Wielki sukces Igi Świątek! Wygrała po raz pierwszy US Open.
W finale Świątek po raz piąty w karierze zmierzyła się z Ons Jabeur, z którą wygrała już dwa razy, w 2019 w Waszyngtonie i w obecnym sezonie w finale w Rzymie. „Toczymy z Ons całkiem niezła rywalizację. Czeka nas jeszcze wiele meczów i jestem pewna, że część z nich wygrasz” – powiedziała do niej.
Finał US Open nie był jednak jednym z tych meczów. Świątek zaczęła spotkanie ostro i już po kilku minutach prowadziła 3:0. Ons w końcu się obudziła i odrobiła dwa punkty, ale Świątek nie pozwoliła jej na więcej. Pierwszy set zakończyła 6:2.

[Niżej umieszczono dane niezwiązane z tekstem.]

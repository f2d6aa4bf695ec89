use crate::error::{EditorError, EditorResult};

#[derive(Debug, Clone, Copy, PartialEq, Eq)]
pub enum EditorMode {
    Create,
    Edit,
}

#[derive(Debug, Clone, Copy, PartialEq, Eq, Default)]
pub enum EditorPhase {
    #[default]
    Uninitialized,
    /// Waiting for the record of an existing student.
    Loading,
    Ready(EditorMode),
    Closed,
}

impl EditorPhase {
    pub const fn mode(self) -> Option<EditorMode> {
        match self {
            Self::Loading => Some(EditorMode::Edit),
            Self::Ready(mode) => Some(mode),
            Self::Uninitialized | Self::Closed => None,
        }
    }
}

#[derive(Debug, Clone, Copy, PartialEq, Eq)]
pub enum PhaseEvent {
    ResolveCreate,
    ResolveEdit,
    RecordSettled,
    Deactivate,
}

#[derive(Debug, Clone, Copy, PartialEq, Eq)]
pub struct PhaseTransition {
    pub from: EditorPhase,
    pub event: PhaseEvent,
    pub to: EditorPhase,
}

#[derive(Debug, Default)]
pub struct PhaseMachine {
    phase: EditorPhase,
    history: Vec<PhaseTransition>,
}

impl PhaseMachine {
    pub fn new() -> Self {
        Self::default()
    }

    pub const fn phase(&self) -> EditorPhase {
        self.phase
    }

    pub fn history(&self) -> &[PhaseTransition] {
        &self.history
    }

    pub fn next_phase(&self, event: PhaseEvent) -> Option<EditorPhase> {
        use PhaseEvent::{Deactivate, RecordSettled, ResolveCreate, ResolveEdit};
        match (self.phase, event) {
            (EditorPhase::Closed, _) => None,
            (_, ResolveCreate) => Some(EditorPhase::Ready(EditorMode::Create)),
            (_, ResolveEdit) => Some(EditorPhase::Loading),
            (EditorPhase::Loading, RecordSettled) => Some(EditorPhase::Ready(EditorMode::Edit)),
            (_, Deactivate) => Some(EditorPhase::Closed),
            _ => None,
        }
    }

    pub fn transition(&mut self, event: PhaseEvent) -> EditorResult<EditorPhase> {
        trace!(from = ?self.phase, ?event, "request editor transition");
        let next = self.next_phase(event).ok_or_else(|| {
            let from = self.phase;
            warn!(?from, ?event, "invalid editor transition requested");
            EditorError::InvalidTransition { from, event }
        })?;

        self.history.push(PhaseTransition {
            from: self.phase,
            event,
            to: next,
        });
        self.phase = next;
        Ok(next)
    }
}

#[cfg(test)]
mod tests {
    use super::*;

    #[test]
    fn create_route_is_ready_immediately() {
        let mut machine = PhaseMachine::new();
        let phase = machine
            .transition(PhaseEvent::ResolveCreate)
            .expect("uninitialized -> create should work");

        assert_eq!(phase, EditorPhase::Ready(EditorMode::Create));
        assert_eq!(phase.mode(), Some(EditorMode::Create));
    }

    #[test]
    fn edit_route_loads_then_settles() {
        let mut machine = PhaseMachine::new();
        let _ = machine
            .transition(PhaseEvent::ResolveEdit)
            .expect("resolve edit should work");
        assert_eq!(machine.phase(), EditorPhase::Loading);
        assert_eq!(machine.phase().mode(), Some(EditorMode::Edit));

        let _ = machine
            .transition(PhaseEvent::RecordSettled)
            .expect("loading -> ready should work");

        assert_eq!(machine.phase(), EditorPhase::Ready(EditorMode::Edit));
        assert_eq!(
            machine.history(),
            &[
                PhaseTransition {
                    from: EditorPhase::Uninitialized,
                    event: PhaseEvent::ResolveEdit,
                    to: EditorPhase::Loading,
                },
                PhaseTransition {
                    from: EditorPhase::Loading,
                    event: PhaseEvent::RecordSettled,
                    to: EditorPhase::Ready(EditorMode::Edit),
                },
            ]
        );
    }

    #[test]
    fn settling_outside_loading_is_rejected_without_history() {
        let mut machine = PhaseMachine::new();
        let err = machine
            .transition(PhaseEvent::RecordSettled)
            .expect_err("nothing is loading");

        assert!(matches!(
            err,
            EditorError::InvalidTransition {
                from: EditorPhase::Uninitialized,
                event: PhaseEvent::RecordSettled
            }
        ));
        assert!(machine.history().is_empty());
    }

    #[test]
    fn closed_accepts_nothing() {
        let mut machine = PhaseMachine::new();
        let _ = machine
            .transition(PhaseEvent::Deactivate)
            .expect("deactivate should work");

        for event in [
            PhaseEvent::ResolveCreate,
            PhaseEvent::ResolveEdit,
            PhaseEvent::RecordSettled,
            PhaseEvent::Deactivate,
        ] {
            assert!(machine.next_phase(event).is_none());
        }
        assert_eq!(machine.phase().mode(), None);
    }
}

W drugiej partii Świątek znowu zdobyła trzy punkty przewagi, po czym Ons udało się wygrać dwa kolejne gemy. Po następnym punkcie dla Świątek Tunezyjka znowu wróciła do gry. Przy 4:4 Świątek obroniła trzy gemy i objęła prowadzenie, 5:4. Już do końca meczu inicjatywa należała do niej, chociaż Jabeur się nie poddawała. W 12. gemie obroniła piłkę meczową i doprowadziła do tie-breaka. Świątek objęła w nim prowadzenie 4:2, po czym obie zaczęły zdobywać punkty seriami. Przy wyniku 5:4 dla Ons Świątek zdobyła trzy punkty z rzędu. Po ostatniej piłce Świątek padła na kort ze szczęścia.
Jabeur skomentowała, że bardzo się starała, ale „Iga niczego mi nie ułatwiała”. „Zasłużyła na wygraną” – powiedziała – „W tym momencie nie lubię jej za bardzo, ale jakoś to będzie”.